(Your instructions) Provide again, from the entries below, every line from the one containing "工具失敗的原因：無法啟動，或以非零狀態結束（僅 strict 模式）" through the one containing "not be launched", exactly as written, and no other line.

(Dataset content)
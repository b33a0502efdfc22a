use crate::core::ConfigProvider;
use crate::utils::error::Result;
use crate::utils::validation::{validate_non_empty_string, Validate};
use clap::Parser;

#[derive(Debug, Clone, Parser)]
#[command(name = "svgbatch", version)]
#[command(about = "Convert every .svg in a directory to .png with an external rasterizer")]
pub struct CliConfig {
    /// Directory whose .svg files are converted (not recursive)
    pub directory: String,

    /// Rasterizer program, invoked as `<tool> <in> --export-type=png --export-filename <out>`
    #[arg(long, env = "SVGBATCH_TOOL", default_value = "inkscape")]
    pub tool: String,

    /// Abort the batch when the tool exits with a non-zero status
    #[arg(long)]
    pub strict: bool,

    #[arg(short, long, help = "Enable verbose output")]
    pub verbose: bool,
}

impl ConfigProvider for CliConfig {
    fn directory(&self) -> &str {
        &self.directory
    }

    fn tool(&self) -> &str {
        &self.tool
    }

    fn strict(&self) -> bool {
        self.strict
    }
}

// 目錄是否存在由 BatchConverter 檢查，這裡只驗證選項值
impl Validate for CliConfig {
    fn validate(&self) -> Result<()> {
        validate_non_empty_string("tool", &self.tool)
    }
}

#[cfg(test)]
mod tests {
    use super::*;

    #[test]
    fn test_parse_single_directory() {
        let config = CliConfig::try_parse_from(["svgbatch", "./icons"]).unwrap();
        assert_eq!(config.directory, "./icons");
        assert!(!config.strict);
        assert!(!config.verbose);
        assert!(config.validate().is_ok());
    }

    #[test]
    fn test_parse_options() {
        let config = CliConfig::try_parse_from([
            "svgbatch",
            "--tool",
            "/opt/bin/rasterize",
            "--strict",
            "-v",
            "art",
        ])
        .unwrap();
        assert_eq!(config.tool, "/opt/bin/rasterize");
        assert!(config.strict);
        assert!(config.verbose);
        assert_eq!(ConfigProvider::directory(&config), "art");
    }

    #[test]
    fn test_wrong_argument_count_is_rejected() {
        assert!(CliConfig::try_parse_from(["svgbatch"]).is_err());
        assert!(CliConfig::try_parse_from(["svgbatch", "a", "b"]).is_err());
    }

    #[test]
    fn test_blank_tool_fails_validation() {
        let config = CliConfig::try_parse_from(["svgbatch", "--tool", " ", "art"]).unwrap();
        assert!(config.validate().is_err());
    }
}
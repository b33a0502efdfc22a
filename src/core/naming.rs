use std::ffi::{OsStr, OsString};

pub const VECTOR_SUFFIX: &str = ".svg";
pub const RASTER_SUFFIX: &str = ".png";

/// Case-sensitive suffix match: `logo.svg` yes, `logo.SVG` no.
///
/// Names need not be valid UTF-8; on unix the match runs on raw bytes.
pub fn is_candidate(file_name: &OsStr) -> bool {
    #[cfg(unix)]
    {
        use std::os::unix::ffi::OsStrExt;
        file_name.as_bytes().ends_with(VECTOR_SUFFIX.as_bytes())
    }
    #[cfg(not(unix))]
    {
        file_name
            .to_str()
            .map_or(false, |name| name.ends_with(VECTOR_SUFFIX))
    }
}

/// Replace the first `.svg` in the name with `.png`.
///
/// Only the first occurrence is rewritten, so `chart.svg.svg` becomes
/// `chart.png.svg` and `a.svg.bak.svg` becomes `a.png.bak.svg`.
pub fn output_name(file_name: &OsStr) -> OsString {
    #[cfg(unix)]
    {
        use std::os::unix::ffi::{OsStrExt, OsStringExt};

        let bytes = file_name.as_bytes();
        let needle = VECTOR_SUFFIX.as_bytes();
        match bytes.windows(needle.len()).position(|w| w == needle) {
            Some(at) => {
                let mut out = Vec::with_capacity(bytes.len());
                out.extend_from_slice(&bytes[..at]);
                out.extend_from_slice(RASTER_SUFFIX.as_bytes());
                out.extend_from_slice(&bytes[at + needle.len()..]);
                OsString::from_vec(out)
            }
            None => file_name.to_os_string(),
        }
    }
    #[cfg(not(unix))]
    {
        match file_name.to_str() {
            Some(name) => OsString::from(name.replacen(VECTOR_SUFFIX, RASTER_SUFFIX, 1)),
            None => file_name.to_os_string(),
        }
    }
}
==
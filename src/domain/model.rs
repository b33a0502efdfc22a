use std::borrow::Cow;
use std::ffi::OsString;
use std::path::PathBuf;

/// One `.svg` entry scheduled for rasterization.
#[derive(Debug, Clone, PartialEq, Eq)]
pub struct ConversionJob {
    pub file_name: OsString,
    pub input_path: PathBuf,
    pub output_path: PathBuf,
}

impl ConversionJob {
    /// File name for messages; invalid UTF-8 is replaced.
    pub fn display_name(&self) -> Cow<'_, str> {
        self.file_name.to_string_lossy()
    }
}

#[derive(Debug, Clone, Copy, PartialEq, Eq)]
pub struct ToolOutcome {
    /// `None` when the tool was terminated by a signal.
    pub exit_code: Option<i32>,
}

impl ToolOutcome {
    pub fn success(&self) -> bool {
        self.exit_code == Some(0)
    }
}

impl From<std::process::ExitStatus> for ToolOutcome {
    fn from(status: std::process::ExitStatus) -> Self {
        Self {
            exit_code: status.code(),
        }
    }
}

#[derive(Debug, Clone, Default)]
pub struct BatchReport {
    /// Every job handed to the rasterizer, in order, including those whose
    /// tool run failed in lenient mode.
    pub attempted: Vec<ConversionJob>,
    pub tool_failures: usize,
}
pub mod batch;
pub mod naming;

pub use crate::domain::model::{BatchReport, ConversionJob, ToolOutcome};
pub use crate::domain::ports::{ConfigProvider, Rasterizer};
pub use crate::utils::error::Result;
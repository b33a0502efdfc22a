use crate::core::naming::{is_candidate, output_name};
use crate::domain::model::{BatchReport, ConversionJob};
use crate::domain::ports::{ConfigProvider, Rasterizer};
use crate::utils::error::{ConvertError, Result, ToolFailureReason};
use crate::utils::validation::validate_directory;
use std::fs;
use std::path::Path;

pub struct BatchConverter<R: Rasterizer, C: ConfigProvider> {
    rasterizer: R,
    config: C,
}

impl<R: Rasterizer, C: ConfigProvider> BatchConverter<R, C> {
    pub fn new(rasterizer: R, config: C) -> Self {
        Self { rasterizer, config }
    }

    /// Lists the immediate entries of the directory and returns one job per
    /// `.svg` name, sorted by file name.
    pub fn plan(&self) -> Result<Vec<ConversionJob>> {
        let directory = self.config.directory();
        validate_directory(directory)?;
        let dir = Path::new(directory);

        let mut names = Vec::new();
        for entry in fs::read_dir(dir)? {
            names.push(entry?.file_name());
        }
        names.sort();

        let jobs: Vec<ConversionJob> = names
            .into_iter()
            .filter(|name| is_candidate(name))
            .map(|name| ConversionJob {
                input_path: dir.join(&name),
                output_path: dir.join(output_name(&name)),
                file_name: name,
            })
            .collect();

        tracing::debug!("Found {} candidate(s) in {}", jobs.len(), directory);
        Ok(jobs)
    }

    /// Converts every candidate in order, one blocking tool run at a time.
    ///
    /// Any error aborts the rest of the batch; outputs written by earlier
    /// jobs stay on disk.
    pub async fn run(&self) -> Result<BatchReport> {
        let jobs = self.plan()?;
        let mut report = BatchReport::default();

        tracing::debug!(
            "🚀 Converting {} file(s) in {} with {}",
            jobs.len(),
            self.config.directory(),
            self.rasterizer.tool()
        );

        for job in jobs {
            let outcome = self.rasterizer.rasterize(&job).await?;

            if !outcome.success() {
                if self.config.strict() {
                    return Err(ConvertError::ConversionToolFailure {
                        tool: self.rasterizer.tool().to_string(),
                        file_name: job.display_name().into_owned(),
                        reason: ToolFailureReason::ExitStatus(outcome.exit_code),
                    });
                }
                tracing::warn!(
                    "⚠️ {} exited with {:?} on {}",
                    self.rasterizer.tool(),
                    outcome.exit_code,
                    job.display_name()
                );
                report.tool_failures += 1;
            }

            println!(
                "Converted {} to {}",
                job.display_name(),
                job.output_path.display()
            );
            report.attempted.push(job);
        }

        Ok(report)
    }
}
--
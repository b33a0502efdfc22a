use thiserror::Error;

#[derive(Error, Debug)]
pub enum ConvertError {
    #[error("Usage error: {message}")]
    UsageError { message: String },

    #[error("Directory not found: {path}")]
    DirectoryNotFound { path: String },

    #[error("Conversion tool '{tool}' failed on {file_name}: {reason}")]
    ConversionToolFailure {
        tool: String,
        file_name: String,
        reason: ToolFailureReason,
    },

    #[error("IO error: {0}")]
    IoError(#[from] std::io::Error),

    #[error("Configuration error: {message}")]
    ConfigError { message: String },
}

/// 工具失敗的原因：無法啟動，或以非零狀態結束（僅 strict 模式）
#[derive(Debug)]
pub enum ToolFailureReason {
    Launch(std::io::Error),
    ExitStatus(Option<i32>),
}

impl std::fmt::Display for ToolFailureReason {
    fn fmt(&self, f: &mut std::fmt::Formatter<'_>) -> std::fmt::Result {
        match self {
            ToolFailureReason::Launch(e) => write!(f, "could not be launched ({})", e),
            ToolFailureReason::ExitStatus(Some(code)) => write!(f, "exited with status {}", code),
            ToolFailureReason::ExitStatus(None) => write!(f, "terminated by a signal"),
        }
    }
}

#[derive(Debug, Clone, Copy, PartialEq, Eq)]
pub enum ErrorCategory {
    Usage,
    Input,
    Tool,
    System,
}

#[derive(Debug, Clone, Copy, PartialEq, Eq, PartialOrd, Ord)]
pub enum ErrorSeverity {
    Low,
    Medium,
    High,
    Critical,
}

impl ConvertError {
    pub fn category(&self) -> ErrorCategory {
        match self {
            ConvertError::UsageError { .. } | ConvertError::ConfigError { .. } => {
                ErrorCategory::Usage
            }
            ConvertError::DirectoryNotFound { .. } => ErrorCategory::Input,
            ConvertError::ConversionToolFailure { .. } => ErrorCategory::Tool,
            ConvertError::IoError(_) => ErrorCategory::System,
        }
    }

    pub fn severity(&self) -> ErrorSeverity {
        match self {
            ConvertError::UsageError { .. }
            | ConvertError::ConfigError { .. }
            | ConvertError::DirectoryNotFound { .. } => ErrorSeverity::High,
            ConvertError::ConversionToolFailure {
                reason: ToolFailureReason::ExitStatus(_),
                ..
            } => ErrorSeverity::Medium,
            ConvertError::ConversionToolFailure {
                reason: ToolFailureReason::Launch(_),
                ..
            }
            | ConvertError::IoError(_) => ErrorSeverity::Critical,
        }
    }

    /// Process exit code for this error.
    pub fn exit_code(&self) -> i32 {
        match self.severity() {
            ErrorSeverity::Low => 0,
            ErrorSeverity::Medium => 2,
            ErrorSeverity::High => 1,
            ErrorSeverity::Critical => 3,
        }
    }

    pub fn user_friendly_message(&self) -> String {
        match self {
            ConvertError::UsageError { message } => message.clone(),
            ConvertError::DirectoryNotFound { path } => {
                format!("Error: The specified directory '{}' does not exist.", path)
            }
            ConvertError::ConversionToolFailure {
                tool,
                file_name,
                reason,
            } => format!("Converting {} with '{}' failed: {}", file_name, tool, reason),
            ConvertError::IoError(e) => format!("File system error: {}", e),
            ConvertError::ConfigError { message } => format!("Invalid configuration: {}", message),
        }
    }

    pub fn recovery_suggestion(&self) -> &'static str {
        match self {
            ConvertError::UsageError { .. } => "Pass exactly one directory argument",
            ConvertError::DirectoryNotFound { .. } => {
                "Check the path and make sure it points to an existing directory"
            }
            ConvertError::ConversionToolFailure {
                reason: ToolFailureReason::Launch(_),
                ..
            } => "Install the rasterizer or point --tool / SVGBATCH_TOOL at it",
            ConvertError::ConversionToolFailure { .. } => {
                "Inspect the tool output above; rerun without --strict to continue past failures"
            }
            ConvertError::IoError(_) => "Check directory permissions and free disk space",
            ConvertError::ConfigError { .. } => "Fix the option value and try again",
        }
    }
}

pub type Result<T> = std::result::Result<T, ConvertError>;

(Written solution)
/// 工具失敗的原因：無法啟動，或以非零狀態結束（僅 strict 模式）
#[derive(Debug)]
pub enum ToolFailureReason {
    Launch(std::io::Error),
    ExitStatus(Option<i32>),
}

impl std::fmt::Display for ToolFailureReason {
    fn fmt(&self, f: &mut std::fmt::Formatter<'_>) -> std::fmt::Result {
        match self {
            ToolFailureReason::Launch(e) => write!(f, "could not be launched ({})", e),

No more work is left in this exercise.